#include <waiting_threads.h>
#include <m_string.h>

Include dependency graph for waiting_threads.c:

Classes
struct	st_wt_resource
struct	deadlock_arg

Macros
#define	incr(VAR, LOCK) do { (VAR)++; } while(0)

Functions
void	wt_init ()
void	wt_end ()
void	wt_thd_lazy_init (WT_THD thd, const ulong ds, const ulong ts, const ulong dl, const ulong *tl)
void	wt_thd_destroy (WT_THD *thd)
my_bool	wt_resource_id_memcmp (const void a, const void b)
int	wt_thd_will_wait_for (WT_THD thd, WT_THD blocker, const WT_RESOURCE_ID *resid)
int	wt_thd_cond_timedwait (WT_THD thd, mysql_mutex_t mutex)
void	wt_thd_release (WT_THD thd, const WT_RESOURCE_ID resid)

Variables
ulonglong	wt_wait_table [WT_WAIT_STATS]
uint32	wt_wait_stats [WT_WAIT_STATS+1]
uint32	wt_cycle_stats [2][WT_CYCLE_STATS+1]
uint32	wt_success_stats

Detailed Description

"waiting threads" subsystem - a unified interface for threads to wait on each other, with built-in deadlock detection.

Main concepts ^^^^^^^^^^^^^ a thread - is represented by a WT_THD structure. One physical thread can have only one WT_THD descriptor at any given moment.

a resource - a thread does not wait for other threads directly, instead it waits for a "resource", which is "owned" by other threads. It waits, exactly, for all "owners" to "release" a resource. It does not have to correspond to a physical resource. For example, it may be convenient in certain cases to force resource == thread. A resource is represented by a WT_RESOURCE structure.

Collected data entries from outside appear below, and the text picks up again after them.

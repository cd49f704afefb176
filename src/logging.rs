//! Diagnostics to stderr via tracing

use tracing_subscriber::EnvFilter;

/// Logging settings for a run; `RUST_LOG` overrides the derived filter
#[derive(Debug, Clone, Copy, Default)]
pub struct LogConfig {
    pub verbose: bool,
}

impl LogConfig {
    pub fn directives(&self) -> &'static str {
        if self.verbose {
            "pseudo_rss=debug,warn"
        } else {
            "pseudo_rss=info,warn"
        }
    }

    /// Install the global subscriber; report output never goes through it
    pub fn init(&self) {
        let filter = EnvFilter::try_from_default_env()
            .unwrap_or_else(|_| EnvFilter::new(self.directives()));

        tracing_subscriber::fmt()
            .with_env_filter(filter)
            .with_writer(std::io::stderr)
            .with_target(false)
            .init();
    }
}

#[cfg(test)]
mod tests {
    use super::*;

    #[test]
    fn test_directives() {
        assert!(LogConfig { verbose: true }.directives().contains("debug"));
        assert!(!LogConfig::default().directives().contains("debug"));
        assert_eq!(LogConfig::default().directives(), "pseudo_rss=info,warn");
    }
}
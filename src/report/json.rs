//! JSON array of page records, streamed one record at a time

use super::{ReportSink, SinkState};
use crate::error::ReportError;
use crate::schema::ReportRecord;
use std::io::Write;
use tracing::warn;

/// Writes `[` up front, each record as it arrives, and `]` on close.
/// Records are comma-separated without a trailing comma.
pub struct JsonSink<W: Write> {
    out: Option<W>,
    state: SinkState,
    written: usize,
}

impl<W: Write> JsonSink<W> {
    pub fn new(mut out: W) -> Result<Self, ReportError> {
        write!(out, "[")?;
        out.flush()?;
        Ok(Self {
            out: Some(out),
            state: SinkState::default(),
            written: 0,
        })
    }
}

impl<W: Write> ReportSink for JsonSink<W> {
    fn print_header(&mut self) -> Result<(), ReportError> {
        self.state.enter_print()
    }

    fn print(&mut self, record: &ReportRecord) -> Result<(), ReportError> {
        self.state.enter_print()?;
        let out = self.out.as_mut().ok_or(ReportError::Closed)?;
        if self.written > 0 {
            write!(out, ",")?;
        }
        writeln!(out)?;
        serde_json::to_writer(&mut *out, record)?;
        out.flush()?;
        self.written += 1;
        Ok(())
    }

    fn close(&mut self) -> Result<(), ReportError> {
        if !self.state.enter_close() {
            return Ok(());
        }
        if let Some(mut out) = self.out.take() {
            writeln!(out)?;
            writeln!(out, "]")?;
            out.flush()?;
        }
        Ok(())
    }
}

impl<W: Write> Drop for JsonSink<W> {
    fn drop(&mut self) {
        if !self.state.is_closed() {
            if let Err(e) = self.close() {
                warn!("Failed to close JSON report: {}", e);
            }
        }
    }
}

#[cfg(test)]
mod tests {
    use super::*;
    use crate::report::tests::record;

    fn render(records: &[ReportRecord]) -> String {
        let mut buf = Vec::new();
        {
            let mut sink = JsonSink::new(&mut buf).unwrap();
            sink.print_header().unwrap();
            for r in records {
                sink.print(r).unwrap();
            }
            sink.close().unwrap();
        }
        String::from_utf8(buf).unwrap()
    }

    #[test]
    fn test_multiple_records_are_valid_json() {
        let out = render(&[
            record("https://a.test/", Some("A"), &[("https://a.test/1", "One")]),
            record("https://b.test/", None, &[]),
        ]);
        assert!(!out.contains(",\n]"));

        let parsed: serde_json::Value = serde_json::from_str(&out).unwrap();
        let items = parsed.as_array().unwrap();
        assert_eq!(items.len(), 2);
        assert_eq!(items[0]["site"], "https://a.test/");
        assert_eq!(items[0]["title"], "A");
        assert_eq!(items[0]["links"]["https://a.test/1"], "One");
        assert!(items[1].get("title").is_none());
    }

    #[test]
    fn test_empty_array() {
        let out = render(&[]);
        let parsed: serde_json::Value = serde_json::from_str(&out).unwrap();
        assert_eq!(parsed, serde_json::json!([]));
    }
}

a resource identifier - a pair of {resource type, value}. A value is an ulonglong number. Represented by a WT_RESOURCE_ID structure.

a resource type - a pointer to a statically defined instance of WT_RESOURCE_TYPE structure. This structure contains a pointer to a function that knows how to compare values of this resource type. In the simple case it could be wt_resource_id_memcmp().

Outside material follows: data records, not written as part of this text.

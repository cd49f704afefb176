//! Page list: positional URLs or a `url,title,sameDomain,onlyTextExists,newOnlyDiff` file

use crate::error::PageListError;
use crate::schema::PageSpec;
use std::path::Path;
use tracing::debug;

/// Flag values used when a page does not set its own
#[derive(Debug, Clone, Copy, Default, PartialEq, Eq)]
pub struct PageDefaults {
    pub same_domain: bool,
    pub only_text_exists: bool,
    pub new_only_diff: bool,
}

impl PageDefaults {
    fn apply(&self, url: &str) -> PageSpec {
        PageSpec {
            same_domain: self.same_domain,
            only_text_exists: self.only_text_exists,
            new_only_diff: self.new_only_diff,
            ..PageSpec::new(url)
        }
    }
}

/// Pages given directly on the command line
pub fn pages_from_urls(urls: &[String], defaults: PageDefaults) -> Vec<PageSpec> {
    urls.iter()
        .map(|u| u.trim())
        .filter(|u| !u.is_empty())
        .map(|u| defaults.apply(u))
        .collect()
}

/// Pages from a list file. Empty rows and rows without a URL are skipped;
/// missing flag columns fall back to `defaults`.
pub fn read_page_list(path: &Path, defaults: PageDefaults) -> Result<Vec<PageSpec>, PageListError> {
    let mut reader = csv::ReaderBuilder::new()
        .has_headers(false)
        .flexible(true)
        .trim(csv::Trim::All)
        .from_path(path)
        .map_err(|source| PageListError::Read {
            path: path.to_path_buf(),
            source,
        })?;

    let mut pages = Vec::new();
    for row in reader.records() {
        let row = row.map_err(|source| PageListError::Read {
            path: path.to_path_buf(),
            source,
        })?;
        if let Some(page) = parse_row(&row, defaults) {
            pages.push(page);
        }
    }

    debug!(path = %path.display(), count = pages.len(), "Page list loaded");
    Ok(pages)
}

fn parse_row(row: &csv::StringRecord, defaults: PageDefaults) -> Option<PageSpec> {
    let url = row.get(0).filter(|u| !u.is_empty())?;

    Some(PageSpec {
        url: url.to_string(),
        title: row.get(1).filter(|t| !t.is_empty()).map(String::from),
        same_domain: parse_flag(row.get(2), defaults.same_domain),
        only_text_exists: parse_flag(row.get(3), defaults.only_text_exists),
        new_only_diff: parse_flag(row.get(4), defaults.new_only_diff),
    })
}

fn parse_flag(field: Option<&str>, default: bool) -> bool {
    match field {
        Some(value) => value.eq_ignore_ascii_case("true"),
        None => default,
    }
}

a wait-for graph - a graph, that represenst "wait-for" relationships. It has two types of nodes - threads and resources. There are directed edges from a thread to a resource it is waiting for (WT_THD::waiting_for), from a thread to resources that it "owns" (WT_THD::my_resources), and from a resource to threads that "own" it (WT_RESOURCE::owners)

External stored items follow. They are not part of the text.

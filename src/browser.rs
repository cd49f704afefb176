//! Headless Chrome session via chromiumoxide

use crate::error::RenderError;
use crate::page::{HtmlDom, PageRenderer, RENDERED_HREF_ATTR, RENDERED_TEXT_ATTR};
use async_trait::async_trait;
use chromiumoxide::{Browser, BrowserConfig, Page};
use futures::StreamExt;
use std::time::Duration;
use tokio::task::JoinHandle;
use tracing::{debug, warn};

const USER_AGENT: &str = "Mozilla/5.0 (Macintosh; Intel Mac OS X 10_15_7) AppleWebKit/537.36 (KHTML, like Gecko) Chrome/120.0.0.0 Safari/537.36";

/// One browser and one tab, shared by every page of a run
pub struct ChromeSession {
    browser: Browser,
    page: Page,
    handler: JoinHandle<()>,
    timeout_ms: u64,
}

impl ChromeSession {
    /// Launch headless Chrome with a 1920x1080 window
    pub async fn launch(timeout_ms: u64) -> Result<Self, RenderError> {
        let config = BrowserConfig::builder()
            .no_sandbox()
            .window_size(1920, 1080)
            .arg("--disable-gpu")
            .arg("--disable-dev-shm-usage")
            .arg("--disable-setuid-sandbox")
            .arg("--no-first-run")
            .arg("--headless=new")
            .build()
            .map_err(|e| RenderError::Launch(format!("Browser config error: {}", e)))?;

        let (browser, mut handler) = Browser::launch(config).await.map_err(|e| {
            RenderError::Launch(format!("{} (is Chrome/Chromium installed?)", e))
        })?;

        // Drive the CDP connection in the background
        let handler = tokio::spawn(async move { while handler.next().await.is_some() {} });

        let page = browser
            .new_page("about:blank")
            .await
            .map_err(|e| RenderError::Launch(e.to_string()))?;
        page.execute(
            chromiumoxide::cdp::browser_protocol::network::SetUserAgentOverrideParams::new(
                USER_AGENT,
            ),
        )
        .await
        .map_err(|e| RenderError::Launch(e.to_string()))?;

        debug!("Chrome session started");
        Ok(Self {
            browser,
            page,
            handler,
            timeout_ms,
        })
    }

    /// Navigate and wait for the load, bounded by the session timeout
    async fn goto(&self, url: &str) -> Result<(), RenderError> {
        let nav_result = tokio::time::timeout(
            Duration::from_millis(self.timeout_ms),
            self.page.goto(url),
        )
        .await;

        match nav_result {
            Ok(Ok(_)) => Ok(()),
            Ok(Err(e)) => Err(RenderError::Navigation {
                url: url.to_string(),
                message: format!("{}: {}", classify_error(&e.to_string()), e),
            }),
            Err(_) => Err(RenderError::Navigation {
                url: url.to_string(),
                message: "Navigation timeout".to_string(),
            }),
        }
    }

    /// Copy each anchor's rendered `innerText` and resolved `href` property into
    /// attributes, so the serialized page carries what the browser shows
    async fn stamp_anchors(&self, url: &str) {
        let script = format!(
            r#"(() => {{
                const anchors = document.querySelectorAll('a');
                anchors.forEach(a => {{
                    a.setAttribute('{text}', a.innerText || '');
                    if (a.hasAttribute('href')) {{
                        a.setAttribute('{href}', a.href);
                    }}
                }});
                return anchors.length;
            }})()"#,
            text = RENDERED_TEXT_ATTR,
            href = RENDERED_HREF_ATTR,
        );

        match self.page.evaluate(script).await {
            Ok(result) => debug!(url, anchors = ?result.value(), "Anchors stamped"),
            Err(e) => warn!(url, "Falling back to markup text: {}", e),
        }
    }

    /// Close the browser; always called once at the end of a run
    pub async fn close(mut self) -> Result<(), RenderError> {
        let result = self
            .browser
            .close()
            .await
            .map(|_| ())
            .map_err(|e| RenderError::Launch(format!("Failed to close browser: {}", e)));
        self.handler.abort();
        debug!("Chrome session closed");
        result
    }
}

#[async_trait(?Send)]
impl PageRenderer for ChromeSession {
    type Dom = HtmlDom;

    async fn render(&mut self, url: &str) -> Result<HtmlDom, RenderError> {
        self.goto(url).await?;
        self.stamp_anchors(url).await;

        let html = self.page.content().await.map_err(|e| RenderError::Content {
            url: url.to_string(),
            message: e.to_string(),
        })?;
        let final_url = self.page.url().await.ok().flatten();

        Ok(HtmlDom::with_final_url(url, final_url.as_deref(), &html))
    }
}

fn classify_error(error: &str) -> &'static str {
    if error.contains("ERR_NAME_NOT_RESOLVED") {
        "DNS_FAILED"
    } else if error.contains("ERR_CONNECTION_REFUSED") {
        "CONNECTION_REFUSED"
    } else if error.contains("ERR_CONNECTION_TIMED_OUT") {
        "TIMEOUT"
    } else if error.contains("ERR_CERT") || error.contains("SSL") {
        "SSL_ERROR"
    } else {
        "NETWORK_ERROR"
    }
}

Graph completeness ^^^^^^^^^^^^^^^^^^

For flawless deadlock detection wait-for graph must be complete. It means that when a thread starts waiting it needs to know all its blockers, and call wt_thd_will_wait_for() for every one of them. Otherwise two phenomena should be expected:

Fuzzy timeouts:

thread A needs to get a lock, and is blocked by a thread B. it waits. Just before the timeout thread B releases the lock. thread A is ready to grab the lock but discovers that it is also blocked by a thread C. It waits and times out.

As a result thread A has waited two timeout intervals, instead of one.

Unreliable cycle detection:

Thread A waits for threads B and C Thread C waits for D Thread D wants to start waiting for A

one can see immediately that thread D creates a cycle, and thus a deadlock is detected.

But if thread A would only wait for B, and start waiting for C when B would unlock, thread D would be allowed to wait, a deadlock would be only detected when B unlocks or somebody times out.

These two phenomena don't affect a correctness, and strictly speaking, the caller is not required to call wt_thd_will_wait_for() for all blockers - it may optimize wt_thd_will_wait_for() calls. But they may be perceived as bugs by users, it must be understood that such an optimization comes with its price.

Usage ^^^^^

First, the wt* subsystem must be initialized by calling wt_init(). In the server you don't need to do it, it's done in mysqld.cc.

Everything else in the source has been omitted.